I had the extreme pleasure of being invited to the semi-annual meeting of the European Confederation of Probation(CEP) in Frankfurt, Germany in early December. I spent three days with over 200 people from more than 30 countries who have a deep interest in electronic monitoring. While the majority of them worked in probation, there were also judges, police, researchers, government officials and entrepreneurs. In addition, I took part in the program, making a presentation about the state of electronic monitoring in the US while describing some of my own experiences on the monitor as well as the material I have gathered from interviewing other people. A copy of my presentation is posted at the CEP website.
Even though no country in Europe uses electronic monitors as frequently as the US on a per capita basis, the complexity of debate among the participants in the conference far exceeded anything I have encountered on this side of the Atlantic. Three things stood out for me.
Monitors and Human Rights-The Europeans Care
The first was that for nearly everyone there, the monitor should not be imposed without a careful consideration of the human rights implications of putting a tracking device on a person. A complex debate has taken place, particularly in Germany, over various aspects of this question. Whereas most discussion in the US focuses on mechanisms of control or recidivism impact, the Europeans recognize that monitoring someone’s location and activities is both punitive and a distinct invasion of privacy which needs to be thought about carefully before implementation. Given the German experience of both the Third Reich and the East German Stasi, it is not surprising that such matters would gain considerable attention there. In fact, at the Federal level, the German government has discouraged the use of monitors. Only one state, Hesse, (where the conference took place) has implemented monitoring and they only use it on 68 people. The human rights questions largely revolve around access to data. The Germans are concerned that data collected through monitoring can be used in criminal investigations which actually don’t meet the notion of probable cause. So, for example, in the implementation of a GPS location monitoring system local judge Silke Eilzer summarized the current wisdom in Germany: that police should not be able to examine the location of everyone on a monitor in a specific town when a crime was committed. Rather, before electronic monitoring data could be accessed at all, there would need to be probable cause that a particular person on a monitor had a link to the crime and then only that person’s data could be introduced into an investigation. Eilzer also shared concerns about how long data from EM should be kept. At present, German authorities are required to delete data after two months, a startlingly short period to most people in the audience.
Dominic Lehner, a prominent Swiss lawyer with a range of experience inside and outside the criminal justice system and a major driver of EM policy in the EU, raised an issue in response to a device that one company had produced that tracked not only location, but movement and temperature. So, for example, the device could report whether the person was lying down or standing up, if they were in a sauna or a walk-in cooler, if they were jogging in place or standing. Lehner was especially bothered by the potential for this device to record a person’s activities in the bedroom-which for him was unacceptable. Concerns for what I call the “rights of the monitored” rarely find expression in US discussions about electronic monitoring. The perspectives of Eizler and Lehner were incredibly refreshing.
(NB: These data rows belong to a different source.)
//! Write stage: persist each message and its sidecar.
//!
//! Disk I/O runs on the blocking pool. Per message the content goes first
//! (complete `.eml` via temp file and rename, or salvaged parts under
//! `<id>/`) and the sidecar last, so a sidecar always means "done".

use std::fs;
use std::path::{Path, PathBuf};

use tokio::sync::mpsc;
use tracing::{debug, warn};

use crate::error::{ExportError, Result};
use crate::model::message::FullMessage;
use crate::model::record::{
    content_checksum, content_path, partial_dir, validate_message_id, write_atomic, ExportRecord,
    WriterOutcome,
};

use super::decrypt::{DecryptedMessage, WriteJob};
use super::eml::{assemble_eml, sanitize_filename_part};
use super::stage::{pop, StageContext};

const MAX_NAME_LEN: usize = 80;

/// What one write produced.
#[derive(Debug, Clone, Copy, PartialEq, Eq)]
pub struct WrittenMessage {
    pub outcome: WriterOutcome,
    /// Bytes written, sidecar included.
    pub bytes: u64,
}

/// Persist one job into `dir`.
///
/// Ids that cannot name a file inside `dir` are rejected before anything is
/// written.
pub fn write_message(dir: &Path, job: WriteJob) -> Result<WrittenMessage> {
    validate_message_id(job.id())?;
    let (record, mut bytes) = match job {
        WriteJob::Decrypted(msg) if msg.is_complete() => write_complete(dir, msg)?,
        WriteJob::Decrypted(msg) => salvage_decrypted(dir, msg)?,
        WriteJob::Corrupt { message, reason } => {
            debug!(id = %message.metadata.id, reason = %reason, "Salvaging unreadable message");
            salvage_raw(dir, message, true, WriterOutcome::FailedToAssemble)?
        }
        WriteJob::MissingKey(message) => {
            salvage_raw(dir, message, false, WriterOutcome::MissingDecryptionKey)?
        }
    };

    bytes += record.write(dir)?;

    Ok(WrittenMessage {
        outcome: record.outcome,
        bytes,
    })
}

fn write_complete(dir: &Path, msg: DecryptedMessage) -> Result<(ExportRecord, u64)> {
    let eml = match assemble_eml(&msg) {
        Ok(eml) => eml,
        Err(e) => {
            warn!(id = %msg.metadata.id, error = %e, "Keeping parts of unassemblable message");
            return salvage_decrypted(dir, msg);
        }
    };
    write_atomic(&content_path(dir, &msg.metadata.id), &eml)?;
    let record = ExportRecord::new(
        msg.metadata,
        WriterOutcome::AssembledComplete,
        Some(content_checksum(&eml)),
    );
    Ok((record, eml.len() as u64))
}

/// The message cannot be built, usually because attachment shards are
/// missing: keep the body and whatever decrypted.
fn salvage_decrypted(dir: &Path, msg: DecryptedMessage) -> Result<(ExportRecord, u64)> {
    let parts = create_partial_dir(dir, &msg.metadata.id)?;
    let mut bytes = write_part(&parts.join("body.txt"), &msg.body)?;

    for (n, att) in msg.attachments.iter().enumerate() {
        match &att.data {
            Some(data) => bytes += write_part(&parts.join(attachment_file(n, &att.name, "")), data)?,
            None => warn!(id = %msg.metadata.id, attachment = %att.name, "Attachment could not be decrypted"),
        }
    }

    let record = ExportRecord::new(msg.metadata, WriterOutcome::FailedToAssemble, None);
    Ok((record, bytes))
}

/// Keep the stored bytes as they are. Attachments are kept only when
/// `with_attachments` is set.
fn salvage_raw(
    dir: &Path,
    message: FullMessage,
    with_attachments: bool,
    outcome: WriterOutcome,
) -> Result<(ExportRecord, u64)> {
    let parts = create_partial_dir(dir, &message.metadata.id)?;
    let mut bytes = write_part(&parts.join("body.pgp"), &message.body)?;

    if with_attachments {
        for (n, att) in message.attachments.iter().enumerate() {
            bytes += write_part(&parts.join(attachment_file(n, &att.name, ".pgp")), &att.data)?;
        }
    }

    let record = ExportRecord::new(message.metadata, outcome, None);
    Ok((record, bytes))
}

/// `attachment_<n>_<name><suffix>`, numbered from 1 in message order.
fn attachment_file(index: usize, name: &str, suffix: &str) -> String {
    format!(
        "attachment_{}_{}{suffix}",
        index + 1,
        sanitize_filename_part(name, MAX_NAME_LEN)
    )
}

fn create_partial_dir(dir: &Path, id: &str) -> Result<PathBuf> {
    let parts = partial_dir(dir, id);
    fs::create_dir_all(&parts).map_err(|e| ExportError::io(&parts, e))?;
    Ok(parts)
}

fn write_part(path: &Path, data: &[u8]) -> Result<u64> {
    fs::write(path, data).map_err(|e| ExportError::io(path, e))?;
    Ok(data.len() as u64)
}

/// Final stage of the pipeline.
pub struct WriteStage {
    dir: PathBuf,
    input: mpsc::Receiver<WriteJob>,
}

impl WriteStage {
    pub fn new(dir: PathBuf, input: mpsc::Receiver<WriteJob>) -> Self {
        Self { dir, input }
    }

    /// Write until the queue closes. Returns the number of bytes written.
    /// A rejected message is reported and skipped; a disk error is reported
    /// and ends the stage.
    pub async fn run(mut self, ctx: StageContext) -> u64 {
        let mut total = 0u64;
        while let Some(job) = pop(&mut self.input, &ctx.cancel).await {
            let id = job.id().to_string();
            let dir = self.dir.clone();
            let joined = tokio::task::spawn_blocking(move || write_message(&dir, job)).await;
            match joined {
                Ok(Ok(written)) => {
                    debug!(id = %id, outcome = %written.outcome, bytes = written.bytes, "Message written");
                    total += written.bytes;
                    ctx.progress.on_exported(written.outcome);
                }
                Ok(Err(e)) => {
                    let fatal = e.is_fatal();
                    ctx.errors.report_stage_error(e);
                    if fatal {
                        break;
                    }
                }
                Err(e) => {
                    ctx.errors
                        .report_stage_error(ExportError::Task(format!("writing '{id}': {e}")));
                    break;
                }
            }
        }
        total
    }
}
#[tokio::test]
async fn test_domain_and_date_filters() {
    let out = assert_fs::TempDir::new().unwrap();
    let spec = parse_filter_query("domain:example.org before:2024-05-01").unwrap();
    let summary = exporter(mailbox(), Arc::new(PlaintextDecryptor))
        .run(&spec, out.path(), Arc::new(NoProgress), CancelToken::new())
        .await
        .unwrap();
    // m06 is from example.org but sits exactly on the exclusive bound
    assert_eq!(sidecar_ids(out.path()), vec!["m01", "m02", "m04"]);
    assert_eq!(summary.skipped, 5);
}

#[tokio::test]
async fn test_invalid_filter_rejected_before_start() {
    let out = assert_fs::TempDir::new().unwrap();
    let spec = FilterSpec {
        after: Some(200),
        before: Some(100),
        ..Default::default()
    };
    let err = exporter(mailbox(), Arc::new(PlaintextDecryptor))
        .run(&spec, out.path(), Arc::new(NoProgress), CancelToken::new())
        .await
        .unwrap_err();
    assert!(matches!(err, ExportError::InvalidFilter(_)));
    assert!(sidecar_ids(out.path()).is_empty());
}

// ─── Partial outcomes ───────────────────────────────────────────────

/// No key for some ids; one attachment of another id is undecryptable.
struct SelectiveDecryptor {
    no_key: HashSet<&'static str>,
    broken_attachment: &'static str,
    corrupt: &'static str,
}

impl Decryptor for SelectiveDecryptor {
    fn decrypt(&self, message: &FullMessage) -> DecryptOutcome {
        let id = message.metadata.id.as_str();
        if self.no_key.contains(id) {
            return DecryptOutcome::MissingKey;
        }
        if id == self.corrupt {
            return DecryptOutcome::Corrupt("bad packet".into());
        }
        match PlaintextDecryptor.decrypt(message) {
            DecryptOutcome::Decrypted(mut msg) if id == self.broken_attachment => {
                msg.attachments[0].data = None;
                DecryptOutcome::Decrypted(msg)
            }
            other => other,
        }
    }
}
Probation Officers Are Social Workers, Not Cops!!!
Second, spokespeople from every country put forward EM as a tool, not as a solution. There was no attraction to EM as a quick-fix. From the UK, where it is used the most often and where the incarceration rate is higher than most of Western Europe, a person on a monitor would always be assigned a probation officer, which in European terms means social worker. (In fact in some countries, a person has to be a trained social worker to be a probation officer.) While rehabilitation departed from most jurisdictions in the US some two decades ago, it remains at the center of the criminal justice debate and practice in Europe.
In this vein, during my presentation I noted that if I were called upon to speak to a gathering this size of probation officers in the U.S., I would be a little fearful, as many of them have assumed policing rather than supporting roles. Jaws dropped open when I told them that parole officers in some states carry guns and that they (and probation officers) may do unannounced searches of houses looking for drugs and other contraband. This CEP gathering was a collection of earnest souls, focused on getting their clients onto a positive life track, not wanna-be CSI investigators trying to catch their charges out of bounds. What a delightful change.
Third, the relationship to the technology was different. While Radio Frequency (RF) devices still exist in many places in the US, most people regard them as the EM equivalent of a flip phone-second rate technology from a bygone era. But in Europe, the limited capacity of RF (it can only tell whether a person is at home but cannot pinpoint their location once they leave the house), is seen as an advantage for many people characterized as “low risk.” The regimes of “curfew” typically allow people out of the house up to 12, even 14 hours a day, providing them with desired levels of freedom. Ultimately the devices seemed intended to keep people at home during night time, when most “trouble” happens, rather than aiming at controlling and monitoring their every move. Countries like Sweden and even the UK have not used GPS at all because of the privacy concerns about tracking someone’s moves and the massive amount of data generated which allows cataloging behavior patterns, associations, and activities which are mostly not considered the business of probation.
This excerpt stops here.